(Goal of the exercise) Every line below that contains "history" is to be copied.

(Supplied information)
——

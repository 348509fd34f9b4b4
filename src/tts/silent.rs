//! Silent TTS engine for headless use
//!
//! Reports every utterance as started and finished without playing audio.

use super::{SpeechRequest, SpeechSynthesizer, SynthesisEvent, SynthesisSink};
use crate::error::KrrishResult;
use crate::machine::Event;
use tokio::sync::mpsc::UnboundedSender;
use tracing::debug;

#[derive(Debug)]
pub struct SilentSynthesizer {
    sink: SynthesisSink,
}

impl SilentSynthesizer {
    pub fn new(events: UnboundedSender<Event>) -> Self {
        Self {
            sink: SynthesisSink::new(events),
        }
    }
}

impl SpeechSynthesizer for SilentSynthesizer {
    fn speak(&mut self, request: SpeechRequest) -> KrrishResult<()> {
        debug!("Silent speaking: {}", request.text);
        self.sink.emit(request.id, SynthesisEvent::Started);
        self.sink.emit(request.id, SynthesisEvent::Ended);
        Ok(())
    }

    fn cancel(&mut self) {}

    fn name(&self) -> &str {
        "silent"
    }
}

——

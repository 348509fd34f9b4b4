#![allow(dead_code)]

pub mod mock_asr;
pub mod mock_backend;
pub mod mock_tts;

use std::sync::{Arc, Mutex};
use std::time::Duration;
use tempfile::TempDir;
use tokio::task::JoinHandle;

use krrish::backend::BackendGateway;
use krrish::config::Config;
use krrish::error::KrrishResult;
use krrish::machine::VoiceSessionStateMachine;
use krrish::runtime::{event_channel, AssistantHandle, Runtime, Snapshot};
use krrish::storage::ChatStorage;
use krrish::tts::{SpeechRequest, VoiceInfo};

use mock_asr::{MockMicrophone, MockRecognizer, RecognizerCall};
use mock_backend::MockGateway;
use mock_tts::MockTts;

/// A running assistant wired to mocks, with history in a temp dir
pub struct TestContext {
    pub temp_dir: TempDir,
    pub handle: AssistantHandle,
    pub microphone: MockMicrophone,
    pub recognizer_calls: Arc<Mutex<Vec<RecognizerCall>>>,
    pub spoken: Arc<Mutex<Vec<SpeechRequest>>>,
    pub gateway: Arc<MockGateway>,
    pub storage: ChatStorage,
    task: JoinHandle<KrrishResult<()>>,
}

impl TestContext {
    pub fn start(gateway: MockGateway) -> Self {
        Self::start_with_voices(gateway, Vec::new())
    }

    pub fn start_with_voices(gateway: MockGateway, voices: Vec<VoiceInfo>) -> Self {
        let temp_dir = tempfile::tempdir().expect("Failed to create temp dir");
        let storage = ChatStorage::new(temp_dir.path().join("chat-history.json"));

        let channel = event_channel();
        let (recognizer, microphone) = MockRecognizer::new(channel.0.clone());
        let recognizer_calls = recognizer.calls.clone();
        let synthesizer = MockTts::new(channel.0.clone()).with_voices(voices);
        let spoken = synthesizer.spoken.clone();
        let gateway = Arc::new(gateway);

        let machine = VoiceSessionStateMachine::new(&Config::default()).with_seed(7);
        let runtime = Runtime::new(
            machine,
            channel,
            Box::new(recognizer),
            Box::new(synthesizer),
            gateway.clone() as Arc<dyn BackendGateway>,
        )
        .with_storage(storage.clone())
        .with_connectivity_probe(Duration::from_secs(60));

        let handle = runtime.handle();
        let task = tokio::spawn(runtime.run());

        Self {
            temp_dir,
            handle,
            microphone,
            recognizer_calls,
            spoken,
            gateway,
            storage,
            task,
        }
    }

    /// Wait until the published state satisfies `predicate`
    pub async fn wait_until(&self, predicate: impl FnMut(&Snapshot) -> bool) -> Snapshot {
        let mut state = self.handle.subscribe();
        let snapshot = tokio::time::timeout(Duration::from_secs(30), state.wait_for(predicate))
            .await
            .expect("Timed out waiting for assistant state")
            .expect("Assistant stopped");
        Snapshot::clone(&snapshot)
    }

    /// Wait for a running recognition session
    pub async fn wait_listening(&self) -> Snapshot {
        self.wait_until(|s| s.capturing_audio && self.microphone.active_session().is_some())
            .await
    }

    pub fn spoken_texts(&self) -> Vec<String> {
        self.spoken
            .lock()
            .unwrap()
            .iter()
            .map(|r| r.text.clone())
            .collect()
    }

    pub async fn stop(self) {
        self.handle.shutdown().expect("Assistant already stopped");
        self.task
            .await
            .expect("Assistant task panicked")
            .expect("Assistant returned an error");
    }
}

——

(Reply)
/// A running assistant wired to mocks, with history in a temp dir
        let storage = ChatStorage::new(temp_dir.path().join("chat-history.json"));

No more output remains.